Blueprinting an Assessment

Here are some suggestions to help you when you are constructing exams for your course. Blueprinting is one method of constructing exams in order to ensure alignment with course goals and objectives. It has several advantages, one of which is assisting you in constructing multiple items (such as for a question bank) that differ, yet assess the same objective at the same level. This practice prevents different forms of exams having different levels of difficulty. In addition, it gives the faculty member a way to show students who complain about their test being "harder" that the different questions are of the same level of difficulty.

Blueprinting an Assessment

Part I: Objectives and Question Level

To blueprint an exam, you first need to take a look at the objectives you want to measure for the exam. At what level of Bloom's Taxonomy do they fall? Are they at the knowledge level? The comprehension level? The synthesis level? You shouldn't use a question at a higher level than the objective allows. For example, if you had a history objective as follows:

  • The student will be able to identify the date the U.S. Declaration of Independence was signed.
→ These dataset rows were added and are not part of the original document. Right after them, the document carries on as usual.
//! Records returned by the seen-state repository.

use chrono::{DateTime, Utc};
use serde::{Deserialize, Serialize};

/// A listing id together with the moment it was first handled. Never updated.
#[derive(Debug, Clone, PartialEq, Eq, Serialize, Deserialize, sqlx::FromRow)]
pub struct SeenRecord {
    pub listing_id: String,
    pub first_seen_at: DateTime<Utc>,
}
You would not be able to ask the question, "Please evaluate the tone and clarity of the Declaration of Independence. In what ways does the Declaration evoke the beliefs of the time period?" Instead, you'd be limited to asking "When was the Declaration of Independence signed?"

You can, however, write a lower level question as long as the objective is at a higher level (assuming, of course, the material was covered at the high level). So for the following objective:

  • The student will be able to evaluate the U.S. Declaration of Independence, connecting its writing style to the beliefs of the time period.
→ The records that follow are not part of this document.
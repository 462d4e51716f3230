use async_trait::async_trait;
use reqwest::{Client, StatusCode};
use std::time::Duration;
use thiserror::Error;
use tracing::debug;

const DEFAULT_USER_AGENT: &str = "Mozilla/5.0 (Macintosh; Intel Mac OS X 10_15_7) AppleWebKit/537.36 (KHTML, like Gecko) Chrome/120.0.0.0 Safari/537.36";

#[derive(Debug, Error)]
pub enum FetchError {
    #[error("fetch timed out after {0:?}")]
    Timeout(Duration),
    #[error("listings page returned {status}")]
    Status { status: StatusCode },
    #[error("request failed: {0}")]
    Transport(#[from] reqwest::Error),
}

/// Source of raw page markup.
#[async_trait]
pub trait PageFetcher: Send + Sync {
    async fn fetch(&self, url: &str) -> Result<String, FetchError>;
}

/// Plain HTTP GET. Pages that need script execution are out of reach.
#[derive(Debug, Clone)]
pub struct HttpFetcher {
    http: Client,
    timeout: Duration,
}

impl HttpFetcher {
    pub fn new(timeout: Duration, user_agent: Option<&str>) -> Result<Self, FetchError> {
        let http = Client::builder()
            .timeout(timeout)
            .user_agent(user_agent.unwrap_or(DEFAULT_USER_AGENT))
            .build()?;
        Ok(Self { http, timeout })
    }
}

#[async_trait]
impl PageFetcher for HttpFetcher {
    async fn fetch(&self, url: &str) -> Result<String, FetchError> {
        let res = self.http.get(url).send().await.map_err(|err| {
            if err.is_timeout() {
                FetchError::Timeout(self.timeout)
            } else {
                FetchError::Transport(err)
            }
        })?;
        let status = res.status();
        if !status.is_success() {
            return Err(FetchError::Status { status });
        }
        let body = res.text().await?;
        debug!(url, bytes = body.len(), "fetched listings page");
        Ok(body)
    }
}
use async_trait::async_trait;
use chrono::{DateTime, Utc};
use reqwest::{StatusCode, Url};
use std::collections::VecDeque;
use std::sync::atomic::{AtomicUsize, Ordering};
use std::sync::Arc;
use std::time::Duration;
use tokio::sync::Mutex;

use flat_watch::cycle::{run_cycle, Pipeline};
use flat_watch::db::{SeenStore, SqliteSeenStore, StoreError};
use flat_watch::fetch::{FetchError, PageFetcher};
use flat_watch::model::{Listing, SearchCriteria};
use flat_watch::notify::{Notifier, NotifyError};

const SOURCE: &str = "https://inberlinwohnen.de/wohnungsfinder/";

fn criteria() -> SearchCriteria {
    SearchCriteria {
        max_cold_rent: 440.0,
        min_rooms: 1.0,
        max_rooms: 2.0,
        max_area: 50.0,
    }
}

fn item(id: &str, rooms: &str, area: &str, rent: &str, street: &str) -> String {
    format!(
        r#"<div id="apartment-{id}"><button class="list__item__title">{rooms} Zimmer, {area} m², {rent} € | {street}</button></div>"#
    )
}

fn page(items: &[String]) -> String {
    format!("<html><body>{}</body></html>", items.concat())
}

/// A matches the criteria, B is too expensive.
fn page_a_b() -> String {
    page(&[
        item("A", "1,0", "40,00", "400,00", "Weg 1"),
        item("B", "1,0", "30,00", "500,00", "Weg 2"),
    ])
}

struct StaticFetcher {
    markup: String,
}

impl StaticFetcher {
    fn new(markup: String) -> Self {
        Self { markup }
    }
}

#[async_trait]
impl PageFetcher for StaticFetcher {
    async fn fetch(&self, _url: &str) -> Result<String, FetchError> {
        Ok(self.markup.clone())
    }
}

struct SlowFetcher;

#[async_trait]
impl PageFetcher for SlowFetcher {
    async fn fetch(&self, _url: &str) -> Result<String, FetchError> {
        tokio::time::sleep(Duration::from_secs(3600)).await;
        Ok(page_a_b())
    }
}

struct FailingFetcher;

#[async_trait]
impl PageFetcher for FailingFetcher {
    async fn fetch(&self, _url: &str) -> Result<String, FetchError> {
        Err(FetchError::Status {
            status: StatusCode::SERVICE_UNAVAILABLE,
        })
    }
}

#[derive(Clone, Default)]
struct RecordingNotifier {
    responses: Arc<Mutex<VecDeque<Result<(), NotifyError>>>>,
    sent: Arc<Mutex<Vec<String>>>,
}

impl RecordingNotifier {
    fn with_responses(responses: Vec<Result<(), NotifyError>>) -> Self {
        Self {
            responses: Arc::new(Mutex::new(VecDeque::from(responses))),
            ..Default::default()
        }
    }

    async fn sent(&self) -> Vec<String> {
        self.sent.lock().await.clone()
    }
}

#[async_trait]
impl Notifier for RecordingNotifier {
    async fn send(&self, listing: &Listing) -> Result<(), NotifyError> {
        self.sent.lock().await.push(listing.id.clone());
        self.responses.lock().await.pop_front().unwrap_or(Ok(()))
    }
}

fn refused() -> Result<(), NotifyError> {
    Err(NotifyError::Status {
        status: StatusCode::INTERNAL_SERVER_ERROR,
        body: "down".into(),
    })
}

/// Lookups succeed, every write fails.
struct ReadOnlyStore;

#[async_trait]
impl SeenStore for ReadOnlyStore {
    async fn has_seen(&self, _listing_id: &str) -> Result<bool, StoreError> {
        Ok(false)
    }

    async fn mark_seen(&self, _listing_id: &str, _at: DateTime<Utc>) -> Result<(), StoreError> {
        Err(StoreError::Database(sqlx::Error::PoolClosed))
    }
}

#[derive(Default)]
struct CountingStore {
    calls: AtomicUsize,
}

#[async_trait]
impl SeenStore for CountingStore {
    async fn has_seen(&self, _listing_id: &str) -> Result<bool, StoreError> {
        self.calls.fetch_add(1, Ordering::SeqCst);
        Ok(false)
    }

    async fn mark_seen(&self, _listing_id: &str, _at: DateTime<Utc>) -> Result<(), StoreError> {
        self.calls.fetch_add(1, Ordering::SeqCst);
        Ok(())
    }
}

async fn memory_store() -> SqliteSeenStore {
    SqliteSeenStore::open("sqlite::memory:").await.unwrap()
}

fn pipeline<'a>(
    fetcher: &'a dyn PageFetcher,
    store: &'a dyn SeenStore,
    notifier: &'a dyn Notifier,
) -> Pipeline<'a> {
    Pipeline {
        fetcher,
        store,
        notifier,
        criteria: criteria(),
        source_url: Url::parse(SOURCE).unwrap(),
        fetch_timeout: Duration::from_secs(5),
        mark_seen_on_failure: false,
        debug_dir: None,
    }
}

#[tokio::test]
async fn only_new_matching_listing_is_notified_once() {
    let store = memory_store().await;
    let fetcher = StaticFetcher::new(page_a_b());
    let notifier = RecordingNotifier::default();
    let p = pipeline(&fetcher, &store, &notifier);

    let first = run_cycle(&p).await.unwrap();
    assert_eq!(first.extracted, 2);
    assert_eq!(first.matched, 1);
    assert_eq!(first.new, 1);
    assert_eq!(first.notified, 1);
    assert!(first.found_new());
    assert_eq!(notifier.sent().await, vec!["A".to_string()]);
    assert!(store.has_seen("A").await.unwrap());
    assert!(!store.has_seen("B").await.unwrap());

    let second = run_cycle(&p).await.unwrap();
    assert_eq!(second.matched, 1);
    assert_eq!(second.new, 0);
    assert!(!second.found_new());
    assert_eq!(notifier.sent().await.len(), 1);
}

#[tokio::test]
async fn every_new_listing_gets_one_send_attempt() {
    let store = memory_store().await;
    let fetcher = StaticFetcher::new(page(&[
        item("1", "2,0", "40,00", "400,00", "Weg 1"),
        item("2", "2,0", "41,00", "410,00", "Weg 2"),
        item("3", "2,0", "42,00", "420,00", "Weg 3"),
    ]));
    let notifier = RecordingNotifier::with_responses(vec![Ok(()), refused(), Ok(())]);
    let p = pipeline(&fetcher, &store, &notifier);

    let report = run_cycle(&p).await.unwrap();
    assert_eq!(notifier.sent().await, vec!["1", "2", "3"]);
    assert_eq!(report.new, 3);
    assert_eq!(report.notified, 2);
    assert_eq!(report.notify_failed, 1);
    assert_eq!(report.marked, 2);
}

#[tokio::test]
async fn failed_send_is_retried_next_cycle() {
    let store = memory_store().await;
    let fetcher = StaticFetcher::new(page_a_b());
    let notifier = RecordingNotifier::with_responses(vec![refused()]);
    let p = pipeline(&fetcher, &store, &notifier);

    let first = run_cycle(&p).await.unwrap();
    assert_eq!(first.notify_failed, 1);
    assert_eq!(first.marked, 0);
    assert_eq!(first.new_ids, vec!["A".to_string()]);
    assert_eq!(first.unsent_ids, vec!["A".to_string()]);
    assert!(!store.has_seen("A").await.unwrap());

    let second = run_cycle(&p).await.unwrap();
    assert_eq!(second.notified, 1);
    assert_eq!(notifier.sent().await, vec!["A", "A"]);
    assert!(store.has_seen("A").await.unwrap());
}

#[tokio::test]
async fn failed_send_is_dropped_when_configured() {
    let store = memory_store().await;
    let fetcher = StaticFetcher::new(page_a_b());
    let notifier = RecordingNotifier::with_responses(vec![refused()]);
    let mut p = pipeline(&fetcher, &store, &notifier);
    p.mark_seen_on_failure = true;

    let first = run_cycle(&p).await.unwrap();
    assert_eq!(first.notify_failed, 1);
    assert_eq!(first.marked, 1);
    assert!(first.unsent_ids.is_empty());
    assert!(store.has_seen("A").await.unwrap());

    let second = run_cycle(&p).await.unwrap();
    assert_eq!(second.new, 0);
    assert_eq!(notifier.sent().await.len(), 1);
}

#[tokio::test]
async fn no_new_listings_sends_nothing() {
    let store = memory_store().await;
    store.mark_seen("A", Utc::now()).await.unwrap();
    let fetcher = StaticFetcher::new(page_a_b());
    let notifier = RecordingNotifier::default();

    let report = run_cycle(&pipeline(&fetcher, &store, &notifier)).await.unwrap();
    assert_eq!(report.new, 0);
    assert!(notifier.sent().await.is_empty());
}

#[tokio::test(start_paused = true)]
async fn fetch_timeout_is_an_empty_cycle() {
    // Paused time and the SQLite worker thread do not mix; use a store that
    // counts calls instead.
    let store = CountingStore::default();
    let notifier = RecordingNotifier::default();
    let p = pipeline(&SlowFetcher, &store, &notifier);

    let report = run_cycle(&p).await.unwrap();
    assert!(report.fetch_failed);
    assert!(!report.found_new());
    assert!(notifier.sent().await.is_empty());
    assert_eq!(store.calls.load(Ordering::SeqCst), 0);
}

#[tokio::test]
async fn fetch_error_is_an_empty_cycle() {
    let store = memory_store().await;
    let notifier = RecordingNotifier::default();

    let report = run_cycle(&pipeline(&FailingFetcher, &store, &notifier))
        .await
        .unwrap();
    assert!(report.fetch_failed);
    assert_eq!(report.extracted, 0);
    assert!(notifier.sent().await.is_empty());
}

#[tokio::test]
async fn store_write_failure_aborts_cycle() {
    let fetcher = StaticFetcher::new(page(&[
        item("1", "2,0", "40,00", "400,00", "Weg 1"),
        item("2", "2,0", "41,00", "410,00", "Weg 2"),
    ]));
    let notifier = RecordingNotifier::default();

    let err = run_cycle(&pipeline(&fetcher, &ReadOnlyStore, &notifier))
        .await
        .unwrap_err();
    assert!(matches!(err, StoreError::Database(_)));
    // The first listing was delivered before its write failed; the second
    // was never attempted.
    assert_eq!(notifier.sent().await, vec!["1"]);
}

#[tokio::test]
async fn malformed_entry_does_not_block_others() {
    let store = memory_store().await;
    let fetcher = StaticFetcher::new(page(&[
        item("bad", "k.A.", "40,00", "400,00", "Weg 1"),
        item("good", "2,0", "41,00", "410,00", "Weg 2"),
    ]));
    let notifier = RecordingNotifier::default();

    let report = run_cycle(&pipeline(&fetcher, &store, &notifier)).await.unwrap();
    assert_eq!(report.rejected, 1);
    assert_eq!(notifier.sent().await, vec!["good"]);
}

#[tokio::test]
async fn empty_page_is_dumped_for_inspection() {
    let dir = tempfile::tempdir().unwrap();
    let store = memory_store().await;
    let fetcher = StaticFetcher::new("<html><body>nothing here</body></html>".into());
    let notifier = RecordingNotifier::default();
    let mut p = pipeline(&fetcher, &store, &notifier);
    p.debug_dir = Some(dir.path());

    let report = run_cycle(&p).await.unwrap();
    assert_eq!(report.extracted, 0);
    let dumped: Vec<_> = std::fs::read_dir(dir.path()).unwrap().collect();
    assert_eq!(dumped.len(), 1);
}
You could ask either of the two prior questions. 

Part II: Steps

Once you have a list of objectives your item is measuring, you can put those objectives in a grid format.

Objective Knowledge Comprehension Application Analysis Synthesis Evaluation
Describe the processes that affect the flow of water in aquifers            
Explain how human activity is impacting the quality of water            
Predict how climate change will affect water supply in different locations            
Propose strategies to cope with an increasingly thirsty planet            

Then, add topics or subjects to each objective, as shown below.
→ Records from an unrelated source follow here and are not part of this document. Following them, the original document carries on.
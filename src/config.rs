//! Configuration loader and validator for the listing watcher.
use crate::model::{NotificationMethod, SearchCriteria};
use serde::{Deserialize, Serialize};
use std::fs;
use std::path::Path;
use std::time::Duration;
use thiserror::Error;

#[derive(Debug, Error)]
pub enum ConfigError {
    #[error("I/O error: {0}")]
    Io(#[from] std::io::Error),
    #[error("YAML parse error: {0}")]
    Parse(#[from] serde_yaml::Error),
    #[error("Invalid configuration: {0}")]
    Invalid(&'static str),
}

/// Root configuration struct mirroring the YAML schema.
#[derive(Debug, Clone, Serialize, Deserialize, PartialEq)]
pub struct Config {
    pub app: App,
    pub source: Source,
    pub criteria: SearchCriteria,
    pub schedule: Schedule,
    pub notify: Notify,
}

/// App-level settings.
#[derive(Debug, Clone, Serialize, Deserialize, PartialEq, Eq)]
pub struct App {
    pub data_dir: String,
    /// Write fetched markup to `<data_dir>/debug/` when it yields no listings.
    #[serde(default)]
    pub dump_empty_pages: bool,
}

/// The listings page being watched.
#[derive(Debug, Clone, Serialize, Deserialize, PartialEq, Eq)]
pub struct Source {
    pub url: String,
    #[serde(default = "default_fetch_timeout_secs")]
    pub fetch_timeout_secs: u64,
    #[serde(default)]
    pub user_agent: Option<String>,
}

/// Polling cadence. All durations are in seconds.
#[derive(Debug, Clone, Serialize, Deserialize, PartialEq, Eq)]
pub struct Schedule {
    pub normal_interval_secs: u64,
    pub normal_jitter_secs: u64,
    pub short_interval_secs: u64,
    pub short_jitter_secs: u64,
    #[serde(default = "default_min_interval_secs")]
    pub min_interval_secs: u64,
    pub quiet_hours: QuietHoursConfig,
}

#[derive(Debug, Clone, Serialize, Deserialize, PartialEq, Eq)]
pub struct QuietHoursConfig {
    pub enabled: bool,
    pub start_hour: u32,
    pub end_hour: u32,
}

#[derive(Debug, Clone, Serialize, Deserialize, PartialEq, Eq)]
pub struct Notify {
    pub method: NotificationMethod,
    /// When false a failed send leaves the listing unseen so the next cycle
    /// retries it.
    #[serde(default)]
    pub mark_seen_on_failure: bool,
    #[serde(default)]
    pub email: Option<Email>,
    #[serde(default)]
    pub push: Option<Push>,
}

#[derive(Debug, Clone, Serialize, Deserialize, PartialEq, Eq, Default)]
pub struct Email {
    #[serde(default)]
    pub smtp_server: String,
    #[serde(default = "default_smtp_port")]
    pub smtp_port: u16,
    #[serde(default)]
    pub username: String,
    #[serde(default)]
    pub password: String,
    #[serde(default)]
    pub to: String,
}

#[derive(Debug, Clone, Serialize, Deserialize, PartialEq, Eq)]
pub struct Push {
    #[serde(default = "default_push_server")]
    pub server: String,
    #[serde(default)]
    pub topic: String,
}

impl Default for Push {
    fn default() -> Self {
        Self {
            server: default_push_server(),
            topic: String::new(),
        }
    }
}

fn default_fetch_timeout_secs() -> u64 {
    30
}

fn default_min_interval_secs() -> u64 {
    60
}

fn default_smtp_port() -> u16 {
    587
}

fn default_push_server() -> String {
    "https://ntfy.sh".to_string()
}

impl App {
    /// `data_dir` with a leading `~/` expanded to `$HOME`.
    pub fn resolved_data_dir(&self) -> String {
        if let Some(rest) = self.data_dir.strip_prefix("~/") {
            if let Ok(home) = std::env::var("HOME") {
                return format!("{}/{}", home.trim_end_matches('/'), rest);
            }
        }
        self.data_dir.clone()
    }
}

impl Source {
    pub fn fetch_timeout(&self) -> Duration {
        Duration::from_secs(self.fetch_timeout_secs)
    }
}

impl Config {
    /// Ensure required directories exist (creates `app.data_dir` if missing).
    pub fn ensure_dirs(&self) -> Result<(), std::io::Error> {
        if self.app.data_dir.trim().is_empty() {
            return Ok(());
        }
        fs::create_dir_all(self.app.resolved_data_dir())
    }

    /// `DATABASE_URL` if set, otherwise a SQLite file inside the data dir.
    pub fn database_url(&self) -> String {
        std::env::var("DATABASE_URL")
            .unwrap_or_else(|_| format!("sqlite://{}/flat-watch.db", self.app.resolved_data_dir()))
    }

    /// Directory for markup dumps, if enabled.
    pub fn debug_dir(&self) -> Option<std::path::PathBuf> {
        self.app
            .dump_empty_pages
            .then(|| Path::new(&self.app.resolved_data_dir()).join("debug"))
    }
}

/// Upper bound for any configured duration: one week.
const MAX_SECS: u64 = 7 * 24 * 3600;

/// Load configuration from a YAML file, apply environment overrides and
/// validate it.
/// - If `path` is None, uses `config.yaml` in the current working directory.
pub fn load(path: Option<&Path>) -> Result<Config, ConfigError> {
    let cfg = read(path)?;
    validate(&cfg)?;
    Ok(cfg)
}

/// Parse the file and apply environment overrides without validating.
/// Callers check whichever sections they use.
pub fn read(path: Option<&Path>) -> Result<Config, ConfigError> {
    let path = path.unwrap_or_else(|| Path::new("config.yaml"));
    let content = fs::read_to_string(path)?;
    let mut cfg: Config = serde_yaml::from_str(&content)?;
    apply_overrides(&mut cfg, |key| std::env::var(key).ok())?;
    Ok(cfg)
}

/// Overlay secrets and the transport choice from the environment. `lookup`
/// is `std::env::var` outside of tests.
pub fn apply_overrides<F>(cfg: &mut Config, lookup: F) -> Result<(), ConfigError>
where
    F: Fn(&str) -> Option<String>,
{
    if let Some(method) = lookup("NOTIFICATION_METHOD") {
        cfg.notify.method = NotificationMethod::parse_method(&method)
            .ok_or(ConfigError::Invalid("NOTIFICATION_METHOD must be email or push"))?;
    }

    let email_keys = [
        "EMAIL_SMTP_SERVER",
        "EMAIL_SMTP_PORT",
        "EMAIL_USERNAME",
        "EMAIL_PASSWORD",
        "EMAIL_TO",
    ];
    if email_keys.iter().any(|k| lookup(k).is_some()) {
        let email = cfg.notify.email.get_or_insert_with(|| Email {
            smtp_port: default_smtp_port(),
            ..Default::default()
        });
        if let Some(v) = lookup("EMAIL_SMTP_SERVER") {
            email.smtp_server = v;
        }
        if let Some(v) = lookup("EMAIL_SMTP_PORT") {
            email.smtp_port = v
                .trim()
                .parse()
                .map_err(|_| ConfigError::Invalid("EMAIL_SMTP_PORT must be a port number"))?;
        }
        if let Some(v) = lookup("EMAIL_USERNAME") {
            email.username = v;
        }
        if let Some(v) = lookup("EMAIL_PASSWORD") {
            email.password = v;
        }
        if let Some(v) = lookup("EMAIL_TO") {
            email.to = v;
        }
    }

    if let Some(topic) = lookup("NTFY_TOPIC") {
        cfg.notify.push.get_or_insert_with(Push::default).topic = topic;
    }
    Ok(())
}

/// Validate a configuration instance.
pub fn validate(cfg: &Config) -> Result<(), ConfigError> {
    if cfg.app.data_dir.trim().is_empty() {
        return Err(ConfigError::Invalid("app.data_dir must be non-empty"));
    }
    validate_source(cfg)?;
    validate_schedule(&cfg.schedule)?;
    validate_notify(&cfg.notify)
}

/// Checks only the `source` and `criteria` sections, enough for reading and
/// filtering a page.
pub fn validate_source(cfg: &Config) -> Result<(), ConfigError> {
    if reqwest::Url::parse(&cfg.source.url).is_err() {
        return Err(ConfigError::Invalid("source.url must be an absolute URL"));
    }
    if cfg.source.fetch_timeout_secs == 0 || cfg.source.fetch_timeout_secs > MAX_SECS {
        return Err(ConfigError::Invalid(
            "source.fetch_timeout_secs must be in 1..=604800",
        ));
    }

    let c = &cfg.criteria;
    let bounds = [c.max_cold_rent, c.min_rooms, c.max_rooms, c.max_area];
    if bounds.iter().any(|v| !v.is_finite() || *v < 0.0) {
        return Err(ConfigError::Invalid(
            "criteria values must be finite and non-negative",
        ));
    }
    if c.min_rooms > c.max_rooms {
        return Err(ConfigError::Invalid("criteria.min_rooms must be <= criteria.max_rooms"));
    }
    Ok(())
}

fn validate_schedule(s: &Schedule) -> Result<(), ConfigError> {
    let durations = [
        s.normal_interval_secs,
        s.normal_jitter_secs,
        s.short_interval_secs,
        s.short_jitter_secs,
        s.min_interval_secs,
    ];
    if durations.iter().any(|v| *v > MAX_SECS) {
        return Err(ConfigError::Invalid(
            "schedule intervals and jitters must be <= 604800 seconds",
        ));
    }
    if s.normal_interval_secs == 0 {
        return Err(ConfigError::Invalid("schedule.normal_interval_secs must be > 0"));
    }
    if s.short_interval_secs == 0 {
        return Err(ConfigError::Invalid("schedule.short_interval_secs must be > 0"));
    }
    if s.short_interval_secs > s.normal_interval_secs {
        return Err(ConfigError::Invalid(
            "schedule.short_interval_secs must be <= schedule.normal_interval_secs",
        ));
    }
    let q = &s.quiet_hours;
    if q.start_hour > 23 || q.end_hour > 23 {
        return Err(ConfigError::Invalid("schedule.quiet_hours hours must be in 0..=23"));
    }
    if q.enabled && q.start_hour == q.end_hour {
        return Err(ConfigError::Invalid(
            "schedule.quiet_hours.start_hour must differ from end_hour",
        ));
    }
    Ok(())
}

fn validate_notify(notify: &Notify) -> Result<(), ConfigError> {
    match notify.method {
        NotificationMethod::Email => {
            let Some(email) = notify.email.as_ref() else {
                return Err(ConfigError::Invalid("notify.email is required for method email"));
            };
            if email.smtp_server.trim().is_empty() {
                return Err(ConfigError::Invalid("notify.email.smtp_server must be non-empty"));
            }
            if email.smtp_port == 0 {
                return Err(ConfigError::Invalid("notify.email.smtp_port must be > 0"));
            }
            if email.username.trim().is_empty() {
                return Err(ConfigError::Invalid("notify.email.username must be non-empty"));
            }
            if email.password.is_empty() {
                return Err(ConfigError::Invalid("notify.email.password must be non-empty"));
            }
            if email.to.trim().is_empty() {
                return Err(ConfigError::Invalid("notify.email.to must be non-empty"));
            }
        }
        NotificationMethod::Push => {
            let Some(push) = notify.push.as_ref() else {
                return Err(ConfigError::Invalid("notify.push is required for method push"));
            };
            if reqwest::Url::parse(&push.server).is_err() {
                return Err(ConfigError::Invalid("notify.push.server must be an absolute URL"));
            }
            if push.topic.trim().is_empty() {
                return Err(ConfigError::Invalid("notify.push.topic must be non-empty"));
            }
        }
    }

    Ok(())
}

/// Returns the example YAML shipped with the project.
pub fn example() -> &'static str {
    r#"app:
  data_dir: "./data"
  dump_empty_pages: true

source:
  url: "https://www.inberlinwohnen.de/wohnungsfinder"
  fetch_timeout_secs: 30

criteria:
  max_cold_rent: 440
  min_rooms: 1
  max_rooms: 2
  max_area: 50

schedule:
  normal_interval_secs: 300
  normal_jitter_secs: 180
  short_interval_secs: 60
  short_jitter_secs: 30
  min_interval_secs: 60
  quiet_hours:
    enabled: true
    start_hour: 21
    end_hour: 8

notify:
  method: push
  mark_seen_on_failure: false
  email:
    smtp_server: "smtp.gmail.com"
    smtp_port: 587
    username: "watcher@example.com"
    password: "APP_PASSWORD"
    to: "me@example.com"
  push:
    server: "https://ntfy.sh"
    topic: "flat-watch-demo"
"#
}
Objective Knowledge Comprehension Application Analysis Synthesis Evaluation
Describe the processes that affect the flow of water in aquifers            

Aquifer basics

           

Permeability, Porosity, Water table

           
Explain how human activity is impacting the quality of water            

Cone of depression

           

Land subsidence

           

Saltwater incursion

           

Groundwater contamination

           
Predict how climate change will affect water supply in different locations            

Legal issues

           

Borders and Water

           

Watershed governance

           
Propose strategies to cope with an increasingly thirsty planet            

Then, simply add the number of questions for each exam at each level of the taxonomy, keeping in mind the level of the objective you are using. If you know how many questions you want on a quiz or exam, and what areas you may want to emphasize, it becomes an easy matter of mathematics.

Objective Knowledge Comprehension Application Analysis Synthesis Evaluation Total
Describe the processes that affect the flow of water in aquifers              

Aquifer basics

1 2         3

Permeability, Porosity, Water table

2 1         3
Explain how human activity is impacting the quality of water              

Cone of depression

  2 2       4

Land subsidence

    2       2

Saltwater incursion

  1 2       3

Groundwater contamination

  1 3       4
Predict how climate change will affect water supply in different locations              

Legal issues

      4     4

Borders and Water

        2   2

Watershed governance

      2     2
Propose strategies to cope with an increasingly thirsty planet           3 3
Total             30 questions

You are now ready to write the questions for each topic at each level of knowledge. It is also good practice to have 3-4 times the number of questions you actually need in a question bank, sorted by topic and level. This not only ensures that students are likely to have different assessments, it also ensures that question difficulty is distributed equitably across students.